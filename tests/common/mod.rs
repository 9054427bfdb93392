/*
 * Utility functions and consts used by the tests.
 *
 */

use ppm_arith::Ordinal;
use rand::prelude::{Distribution, SmallRng};
use rand::{Rng, SeedableRng};
use rand_distr::Zipf;

/// Size of the list of words used to test.
#[allow(dead_code)]
pub const WORD_LIST_LENGTH: usize = 20_000;

#[allow(dead_code)]
pub fn init_logger() {
    let _ = env_logger::builder().is_test(true).try_init();
}

/// Creates a sequence of `len` words of `width` bits, sampled from a Zipfian distribution with
/// the given exponent and scattered over the whole alphabet.
#[allow(dead_code)]
pub fn zipf_words(seed: u64, len: usize, width: u16, exponent: f64) -> Vec<Ordinal> {
    let mut rng = SmallRng::seed_from_u64(seed);
    let max_ord = 1_u64 << width;
    // a few thousand distinct words at most, so that repetitions happen at every width
    let ranks = max_ord.min(1 << 12);
    let distribution = Zipf::new(ranks, exponent).unwrap();
    let scatter = rng.gen_range(1..max_ord) | 1;

    (0..len)
        .map(|_| {
            let rank = distribution.sample(&mut rng) as u64 - 1;
            rank.wrapping_mul(scatter) & (max_ord - 1)
        })
        .collect()
}

/// Creates `len` bytes of text-like data: Zipf-distributed letters, mostly made of copies of
/// earlier phrases.
#[allow(dead_code)]
pub fn zipf_bytes(seed: u64, len: usize) -> Vec<u8> {
    const PHRASE: usize = 16;
    let mut rng = SmallRng::seed_from_u64(seed);
    let distribution = Zipf::new(26, 1.1).unwrap();
    let mut bytes = Vec::with_capacity(len + PHRASE);

    while bytes.len() < len {
        if bytes.len() > 4 * PHRASE && rng.gen_bool(0.5) {
            let start = rng.gen_range(0..bytes.len() - PHRASE);
            let phrase = bytes[start..start + PHRASE].to_vec();
            bytes.extend(phrase);
        } else {
            bytes.push(b'a' + distribution.sample(&mut rng) as u8 - 1);
        }
    }
    bytes.truncate(len);
    bytes
}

TASK INSTRUCTIONS – All of the material above needs to be output exactly, with no line left out.

REPLY TO THE EXERCISE –
filename tests/common/mod.rs
repository 9054427bfdb93392
/*
 * Utility functions and consts used by the tests.
 *
 */

use ppm_arith::Ordinal;
use rand::prelude::{Distribution, SmallRng};
use rand::{Rng, SeedableRng};
use rand_distr::Zipf;

/// Size of the list of words used to test.
#[allow(dead_code)]
pub const WORD_LIST_LENGTH: usize = 20_000;

#[allow(dead_code)]
pub fn init_logger() {
    let _ = env_logger::builder().is_test(true).try_init();
}

/// Creates a sequence of `len` words of `width` bits, sampled from a Zipfian distribution with
/// the given exponent and scattered over the whole alphabet.
#[allow(dead_code)]
pub fn zipf_words(seed: u64, len: usize, width: u16, exponent: f64) -> Vec<Ordinal> {
    let mut rng = SmallRng::seed_from_u64(seed);
    let max_ord = 1_u64 << width;
    // a few thousand distinct words at most, so that repetitions happen at every width
    let ranks = max_ord.min(1 << 12);
    let distribution = Zipf::new(ranks, exponent).unwrap();
    let scatter = rng.gen_range(1..max_ord) | 1;

    (0..len)
        .map(|_| {
            let rank = distribution.sample(&mut rng) as u64 - 1;
            rank.wrapping_mul(scatter) & (max_ord - 1)
        })
        .collect()
}

/// Creates `len` bytes of text-like data: Zipf-distributed letters, mostly made of copies of
/// earlier phrases.
#[allow(dead_code)]
pub fn zipf_bytes(seed: u64, len: usize) -> Vec<u8> {
    const PHRASE: usize = 16;
    let mut rng = SmallRng::seed_from_u64(seed);
    let distribution = Zipf::new(26, 1.1).unwrap();
    let mut bytes = Vec::with_capacity(len + PHRASE);

    while bytes.len() < len {
        if bytes.len() > 4 * PHRASE && rng.gen_bool(0.5) {
            let start = rng.gen_range(0..bytes.len() - PHRASE);
            let phrase = bytes[start..start + PHRASE].to_vec();
            bytes.extend(phrase);
        } else {
            bytes.push(b'a' + distribution.sample(&mut rng) as u8 - 1);
        }
    }
    bytes.truncate(len);
    bytes
}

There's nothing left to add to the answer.